La société [F] [N] Consulting a remis à la S.A.S [S] & Co ledit véhicule pour la participation de cette dernière à la course [Localité 4] CLASSIC édition 2023.
Par ordonnance du 29 mars 2024, le juge de l’exécution près le tribunal judiciaire de Toulouse a ordonné la saisie conservatoire portant sur ce véhicule.
Par ordonnance du 24 juillet 2024, le juge de l’exécution près le tribunal judiciaire de Toulouse a ordonné la restitution du véhicule sans délai.
Par ordonnance du 1er octobre 2024, le juge de l’exécution près le tribunal judiciaire de Bordeaux a ordonné à la S.A.S [S] & Co la restitution immédiate du véhicule avec le concours de la force publique, d’un serrurier et d’une voiture plateau.
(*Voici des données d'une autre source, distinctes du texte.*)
use std::net::SocketAddr;
use std::sync::Arc;
use std::time::Duration;
use tokio_util::sync::CancellationToken;
use tracing::{error, info, warn};

use pg_gateway::api::handlers::AppState;
use pg_gateway::api::routes::create_router_with_state;
use pg_gateway::config::Config;
use pg_gateway::services::{ConnectionPoolManager, DEFAULT_SWEEP_INTERVAL};

/// Time in-flight requests get after a shutdown signal before they are cancelled
const SHUTDOWN_GRACE: Duration = Duration::from_secs(5);

#[tokio::main]
async fn main() -> Result<(), Box<dyn std::error::Error>> {
    // Load configuration first: the log level depends on it
    let loaded = Config::from_env();
    init_tracing(loaded.as_ref().map(|c| c.pgrest.debug).unwrap_or(false));

    let config = Arc::new(loaded.map_err(|e| {
        error!("Failed to load configuration: {}", e);
        e
    })?);

    for connection in config.connections.iter().filter(|c| c.is_public()) {
        warn!("Auth for connection '{}' set to public.", connection.name);
    }

    let pool_manager = Arc::new(ConnectionPoolManager::with_config(
        config.pgrest.max_pool_size,
        config.pool_idle_timeout(),
    ));
    let sweep = Arc::clone(&pool_manager).start_idle_sweep(DEFAULT_SWEEP_INTERVAL);

    let requests = CancellationToken::new();
    let app = create_router_with_state(AppState::new(
        Arc::clone(&config),
        Arc::clone(&pool_manager),
        requests.clone(),
    ));

    // Start server
    let addr: SocketAddr = config.server_address().parse()?;
    let listener = tokio::net::TcpListener::bind(&addr).await?;
    info!("Server listening on {}", addr);

    axum::serve(listener, app)
        .with_graceful_shutdown(shutdown_signal(requests))
        .await?;

    pool_manager.close_all().await;
    if let Err(e) = sweep.await {
        warn!("Idle pool sweep ended abnormally: {}", e);
    }
    info!("Server stopped");

    Ok(())
}

/// `RUST_LOG` wins; otherwise `debug` when the config asks for it, else `info`.
fn init_tracing(debug: bool) {
    let default_level = if debug { "debug" } else { "info" };
    tracing_subscriber::fmt()
        .with_env_filter(
            tracing_subscriber::EnvFilter::try_from_default_env()
                .unwrap_or_else(|_| tracing_subscriber::EnvFilter::new(default_level)),
        )
        .init();
}

/// Resolves on SIGINT or SIGTERM and schedules cancellation of in-flight requests.
async fn shutdown_signal(requests: CancellationToken) {
    let ctrl_c = async {
        if let Err(e) = tokio::signal::ctrl_c().await {
            error!("Failed to listen for Ctrl+C: {}", e);
            std::future::pending::<()>().await;
        }
    };

    #[cfg(unix)]
    let terminate = async {
        match tokio::signal::unix::signal(tokio::signal::unix::SignalKind::terminate()) {
            Ok(mut signal) => {
                signal.recv().await;
            }
            Err(e) => {
                error!("Failed to listen for SIGTERM: {}", e);
                std::future::pending::<()>().await;
            }
        }
    };

    #[cfg(not(unix))]
    let terminate = std::future::pending::<()>();

    tokio::select! {
        _ = ctrl_c => {},
        _ = terminate => {},
    }

    info!(
        "Shutdown signal received, cancelling remaining requests in {}s",
        SHUTDOWN_GRACE.as_secs()
    );
    tokio::spawn(async move {
        tokio::time::sleep(SHUTDOWN_GRACE).await;
        requests.cancel();
    });
}
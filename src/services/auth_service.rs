use base64::{engine::general_purpose::STANDARD, Engine as _};
use hmac::{Hmac, Mac};
use sha2::Sha256;
use subtle::ConstantTimeEq;

use crate::api::middleware::AppError;
use crate::config::Config;
use crate::models::ConnectionProfile;

type HmacSha256 = Hmac<Sha256>;

/// Credentials carried by `Authorization: Bearer base64(clientID.signature)`.
#[derive(Debug, Clone, PartialEq, Eq)]
pub struct BearerCredentials {
    pub client_id: String,
    pub signature: String,
}

/// Parse the Authorization header value.
pub fn parse_authorization_header(header: Option<&str>) -> Result<BearerCredentials, AppError> {
    let header = match header {
        Some(h) if !h.is_empty() => h,
        _ => return Err(AppError::unauthorized("Missing Authorization header")),
    };
    let invalid = || AppError::unauthorized("Invalid Authorization header");

    let mut parts = header.split(' ');
    let (scheme, token) = match (parts.next(), parts.next(), parts.next()) {
        (Some(scheme), Some(token), None) => (scheme, token),
        _ => return Err(invalid()),
    };
    if scheme != "Bearer" {
        return Err(invalid());
    }

    let decoded = STANDARD.decode(token).map_err(|_| invalid())?;
    let decoded = String::from_utf8(decoded).map_err(|_| invalid())?;

    let mut credentials = decoded.split('.');
    match (credentials.next(), credentials.next(), credentials.next()) {
        (Some(client_id), Some(signature), None) => Ok(BearerCredentials {
            client_id: client_id.to_string(),
            signature: signature.to_string(),
        }),
        _ => Err(invalid()),
    }
}

/// base64(HMAC-SHA256(body, secret))
pub fn sign_body(body: &[u8], secret: &str) -> Result<String, AppError> {
    let mut mac = <HmacSha256 as Mac>::new_from_slice(secret.as_bytes())
        .map_err(|e| AppError::internal_with_details("Error signing request body", e.to_string()))?;
    mac.update(body);
    Ok(STANDARD.encode(mac.finalize().into_bytes()))
}

/// Compare the presented signature with the expected one in constant time.
pub fn verify_signature(body: &[u8], secret: &str, signature: &str) -> Result<bool, AppError> {
    let expected = sign_body(body, secret)?;
    Ok(expected.as_bytes().ct_eq(signature.as_bytes()).into())
}

/// Build the header value a client sends for `body`.
pub fn authorization_header(client_id: &str, secret: &str, body: &[u8]) -> Result<String, AppError> {
    let payload = format!("{}.{}", client_id, sign_body(body, secret)?);
    Ok(format!("Bearer {}", STANDARD.encode(payload)))
}

/// Decide whether a request for `profile` may proceed.
///
/// Public profiles always pass. Private ones need a valid signature over the raw
/// body from a client whose allow-list names the connection, sent from an allowed origin.
pub fn authorize(
    config: &Config,
    profile: &ConnectionProfile,
    authorization: Option<&str>,
    origin: Option<&str>,
    body: &[u8],
) -> Result<(), AppError> {
    if profile.is_public() {
        return Ok(());
    }

    let credentials = parse_authorization_header(authorization)?;

    let principal = config
        .principal(&credentials.client_id)
        .ok_or_else(|| AppError::unauthorized("User not found"))?;

    if !verify_signature(body, &principal.client_secret, &credentials.signature)? {
        return Err(AppError::unauthorized("Invalid token"));
    }

    if !principal.can_access(&profile.name) {
        return Err(AppError::unauthorized("User has not access to requested connection"));
    }

    // Origin is client supplied; this only stops casual cross-site use
    if !config.pgrest.cors.is_origin_allowed(origin.unwrap_or("")) {
        return Err(AppError::unauthorized("Unauthorized access from origin"));
    }

    tracing::debug!(
        client_id = %credentials.client_id,
        connection = %profile.name,
        "Request authorized"
    );
    Ok(())
}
Par jugement en date du 20 mars 2025, le tribunal judiciaire de Bordeaux a :
— condamné la S.A.S [S] & Co à restituer le véhicule Ford GT 40 Chassis# P1113, à ses frais et sous sa responsabilité, à son propriétaire M. [K] [P], sous astreinte provisoire de 3.000 euros par jour de compter de l’expiration d’un délai de 7 jours suivant la signification du présent jugement pendant 3 mois,
— constaté que cette restitution constitue une cause légitime au déplacement du bien saisi conformément à l’article R221-13 du code de procédures civiles d’exécution,
— rejeté la demande de dommages et intérêts formée par M. [K] [P] au titre de la résistance abusive,
— constaté que cette rétractation de la mesure de saisie-appréhension du véhicule ordonnée par le juge de l’exécution de [Localité 3] est sans objet,
— condamné la S.A.S [S] & Co aux dépens,
— condamné la S.A.S [S] & Co à verser à M. [K] [P] la somme de 1.800 euros au titre de l’article 700 du code de procédure civile,
— rejeté la demande de la S.A.S [S] & Co formée de ce chef,
— rappelé que la présente décision est exécutoire par provision.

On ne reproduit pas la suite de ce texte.